SC Grahlet
- Full name: Sporting Club Graulhetois
- Founded: 1910; 116 years ago
- Location: 15 av. Amiral-Jaurès 81300 Graulhet
- Ground: Stade Noël, Pélissou (Capacity: 5,000)
- President: Pierre Cathalau
- Coach(es): Benoit Bellot Renaud Gély
- League: Nationale 2
- 2024–25: 9th (Pool 2)
| Team kit |

Official website
- www.scg-rugby.com/%20www.scg-rugby.com

= Sporting Club Graulhetois =

French rugby union club, based in Graulhet

The Sporting club graulhetois, or SC Graulhet, is a rugby union French club based in Graulhet (Tarn).
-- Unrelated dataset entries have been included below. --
//! Transport abstraction for the single notification topic.

use async_trait::async_trait;
use promosync_core::TransportError;

/// One message read from the topic.
#[derive(Debug, Clone, PartialEq, Eq)]
pub struct Delivery {
    /// Position in the topic. Strictly increasing per transport.
    pub offset: u64,
    pub payload: Vec<u8>,
}

/// Single-topic, at-least-once message transport.
#[async_trait]
pub trait Transport: Send + Sync {
    /// Append `payload`. Returns its offset once the transport has
    /// acknowledged it.
    async fn send(&self, payload: &[u8]) -> Result<u64, TransportError>;

    /// Open a subscription for the named consumer, positioned at its last
    /// committed offset.
    async fn subscribe(&self, consumer: &str) -> Result<Box<dyn Subscription>, TransportError>;
}

/// Cursor over the topic for one consumer.
#[async_trait]
pub trait Subscription: Send {
    /// Wait for the next delivery. `Ok(None)` means the transport closed.
    ///
    /// Cancel-safe: dropping the future does not skip a delivery.
    async fn next(&mut self) -> Result<Option<Delivery>, TransportError>;

    /// Record that `offset` has been fully handled. A restarted consumer
    /// resumes after the highest committed offset.
    async fn commit(&mut self, offset: u64) -> Result<(), TransportError>;
}
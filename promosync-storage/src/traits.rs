//! Store traits for the primary (write) and replica (read) sides.

use async_trait::async_trait;
use promosync_core::{Promotion, SyncResult};

use crate::slots::{Slot, SlotAssignment};

/// Write-optimized authoritative store, rewritten wholesale by each load.
///
/// Implementations must be safe to share across loader workers.
#[async_trait]
pub trait PrimaryStore: Send + Sync {
    /// Remove every record.
    async fn clear(&self) -> SyncResult<()>;

    /// Insert one record in its own transaction.
    ///
    /// Fails with `StorageError::DuplicateKey` if the id already exists.
    async fn insert(&self, promotion: &Promotion) -> SyncResult<()>;

    /// Current number of records.
    async fn count(&self) -> SyncResult<u64>;

    /// Records at positions `[offset, offset + limit)` ordered by id.
    async fn batch(&self, offset: u64, limit: u64) -> SyncResult<Vec<Promotion>>;
}

/// Read-optimized store made of three rotating slots.
#[async_trait]
pub trait ReplicaStore: Send + Sync {
    /// Current role assignment.
    async fn assignment(&self) -> SyncResult<SlotAssignment>;

    /// Remove every record from `slot`.
    async fn clear_slot(&self, slot: Slot) -> SyncResult<()>;

    /// Insert `records` into `slot` as a single transaction.
    async fn insert_batch(&self, slot: Slot, records: &[Promotion]) -> SyncResult<u64>;

    /// Atomically promote the shadow slot.
    ///
    /// Succeeds only if the stored assignment still equals `expected`;
    /// otherwise fails with `StorageError::SlotConflict` and changes nothing.
    async fn rotate(&self, expected: &SlotAssignment) -> SyncResult<SlotAssignment>;

    /// Point lookup against the live slot.
    async fn get_live(&self, id: &str) -> SyncResult<Option<Promotion>>;

    /// Number of records in `slot`.
    async fn count_slot(&self, slot: Slot) -> SyncResult<u64>;

    /// Current assignment and the live slot's record count, read as one
    /// snapshot so a concurrent rotation cannot split them.
    async fn live_count(&self) -> SyncResult<(SlotAssignment, u64)>;
}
Founded in 1910, they play in Nationale 2, the fourth level of French rugby union.

==History==
Founded in 1910, played in the Pyrénées regional championship, obtaining the chance to play the third division championship in 1936 and 1948, "Excellence" (second divisions from 1949) and finally first division in 1949–50, with a lot of qualification for final stages.

It was four times semifinalist, but it never won the Bouclier de Brennus; neither played a final, but was finalist in 1976 of the Challenge Yves du Manoir and winner of a lot of Challenge de l'Espérance.
The last time, that play in first division was in 1994–95, the last season before the reduction of first division to 20 teams.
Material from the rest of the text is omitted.